Many people who are interested in oil business have probably heard of the Standard Oil Trust and it’s founding father John Davison Rockefeller. Vertical integrated monopoly of Standard Oil controlled the railways, refineries and oilfields among many other businesses in US while pushing other players out of the market. Running the risk of economic loss in return of power and total control of the whole value chain of oil, the Standard Oil Company was portrayed as a ruthless dragon. When the trust was broken up into 34 independent(!?) companies by the Supreme Court of the US in 1911, the dragon was said to be finally slain. What less people might know is the story of the knight who led the attack on the dragon. And to my surprise that knight was a woman. Ida Minerva Tarbell’s expose of Standard Oil is a great example for a case when pen proves to be mightier than the sword.
Born in 1857 in Pennsylvania, Ida Tarbell was an eyewitness to the Pennsylvanian Oil Rush (starting with the first discovery of Colonel Drake in 1859) which later affected her life greatly. She was the only woman to graduate from her class of Biology at Allegheny College in 1880. Since science wasn’t really welcoming for women she couldn’t become a scientist. Instead she took a job at a magazine where later on she developed her passion for writing.

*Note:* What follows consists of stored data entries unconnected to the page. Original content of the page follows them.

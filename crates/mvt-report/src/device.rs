use std::fmt;
use std::str::FromStr;

use crate::scan::ScanData;

/// Device family a set of scan results was extracted from.
#[derive(Clone, Copy, Debug, Eq, PartialEq)]
pub enum DeviceType {
    Ios,
    Android,
    Unknown,
}

impl DeviceType {
    /// Guesses the device family from the result files present.
    ///
    /// Only `mvt-ios` writes `backup_info.json`, so its presence means iOS.
    pub fn detect(scan: &ScanData) -> Self {
        if scan.contains("backup_info") {
            return DeviceType::Ios;
        }

        DeviceType::Android
    }

    /// Label used in report text and file names.
    pub fn label(self) -> &'static str {
        match self {
            DeviceType::Ios => "iOS",
            DeviceType::Android => "Android",
            DeviceType::Unknown => "Unknown",
        }
    }
}

impl fmt::Display for DeviceType {
    fn fmt(&self, f: &mut fmt::Formatter<'_>) -> fmt::Result {
        f.write_str(self.label())
    }
}

impl FromStr for DeviceType {
    type Err = String;

    fn from_str(value: &str) -> Result<Self, Self::Err> {
        match value.trim().to_ascii_lowercase().as_str() {
            "ios" => Ok(DeviceType::Ios),
            "android" => Ok(DeviceType::Android),
            "unknown" => Ok(DeviceType::Unknown),
            other => Err(format!("unknown device type `{other}`")),
        }
    }
}
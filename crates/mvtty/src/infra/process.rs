//! Streaming subprocess execution.

use std::os::unix::process::ExitStatusExt as _;

use tokio::io::{AsyncBufReadExt as _, AsyncRead, BufReader};
use tokio::process::Child;
use tokio::sync::mpsc;
use tokio_util::sync::CancellationToken;
use tracing::{debug, warn};

use crate::domain::{MvtCommand, StepOutcome};

/// Runs `command` to completion, calling `on_line` for every non-empty output
/// line from stdout and stderr as it arrives.
///
/// Cancelling `cancel` kills the child and returns [`StepOutcome::Stopped`]
/// without waiting for pipes held open by grandchildren. This also holds after
/// the child closed its output but is still running.
pub async fn run_streaming(
    command: &MvtCommand,
    cancel: &CancellationToken,
    mut on_line: impl FnMut(String),
) -> StepOutcome {
    let mut child = match command.to_process_command().spawn() {
        Ok(child) => child,
        Err(error) => {
            warn!(program = command.program(), %error, "failed to spawn process");

            return StepOutcome::Error(error.to_string());
        }
    };
    debug!(command = %command.display(), pid = ?child.id(), "process spawned");

    let (line_tx, mut line_rx) = mpsc::unbounded_channel();
    let mut readers = Vec::new();
    if let Some(stdout) = child.stdout.take() {
        readers.push(tokio::spawn(capture_lines(stdout, line_tx.clone())));
    }
    if let Some(stderr) = child.stderr.take() {
        readers.push(tokio::spawn(capture_lines(stderr, line_tx.clone())));
    }
    drop(line_tx);

    let outcome = loop {
        tokio::select! {
            () = cancel.cancelled() => break stop_child(&mut child).await,
            line = line_rx.recv() => {
                if let Some(line) = line {
                    on_line(line);
                    continue;
                }

                break wait_for_exit(&mut child, cancel).await;
            }
        }
    };

    for reader in readers {
        reader.abort();
    }
    debug!(command = %command.display(), ?outcome, "process finished");

    outcome
}

/// Waits for a child whose output is exhausted, still honouring `cancel`.
async fn wait_for_exit(child: &mut Child, cancel: &CancellationToken) -> StepOutcome {
    tokio::select! {
        () = cancel.cancelled() => stop_child(child).await,
        status = child.wait() => match status {
            Ok(status) if status.signal().is_some() => StepOutcome::Stopped,
            Ok(status) => StepOutcome::Exited(status.code().unwrap_or(1)),
            Err(error) => StepOutcome::Error(error.to_string()),
        },
    }
}

async fn stop_child(child: &mut Child) -> StepOutcome {
    if let Err(error) = child.kill().await {
        warn!(%error, "failed to kill process");
    }

    StepOutcome::Stopped
}

/// Forwards each line of `source` with trailing `\r`/`\n` removed, skipping
/// empty lines. Invalid UTF-8 is replaced rather than ending the stream.
async fn capture_lines<R: AsyncRead + Unpin>(
    source: R,
    line_tx: mpsc::UnboundedSender<String>,
) {
    let mut reader = BufReader::new(source);
    let mut buffer = Vec::new();

    loop {
        buffer.clear();
        match reader.read_until(b'\n', &mut buffer).await {
            Ok(0) | Err(_) => break,
            Ok(_) => {}
        }

        let line = String::from_utf8_lossy(&buffer);
        let line = line.trim_end_matches(['\n', '\r']);
        if line.is_empty() {
            continue;
        }
        if line_tx.send(line.to_string()).is_err() {
            break;
        }
    }
}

By the time she took on the biggest trust of all time she had already written many articles at various magazines. The fact that she began working on the case of Standard Oil in 1890 but wasn’t able to publish anything before 1902 shows how much effort she needed to put in. But even though the legwork was exhausting she also had the chance of having an ace in her sleeve. Mr. Henry Rodgers, who had worked for John D. Rockefeller, was willing to talk with Miss Ida Tarbell in private. Miss Tarbell’s 19 articles, written by the help of Mr. Rodgers and her assistant John Sidel, were put together as a book of 2 volumes in 1904 under the name of “The History of Standard Oil Company”.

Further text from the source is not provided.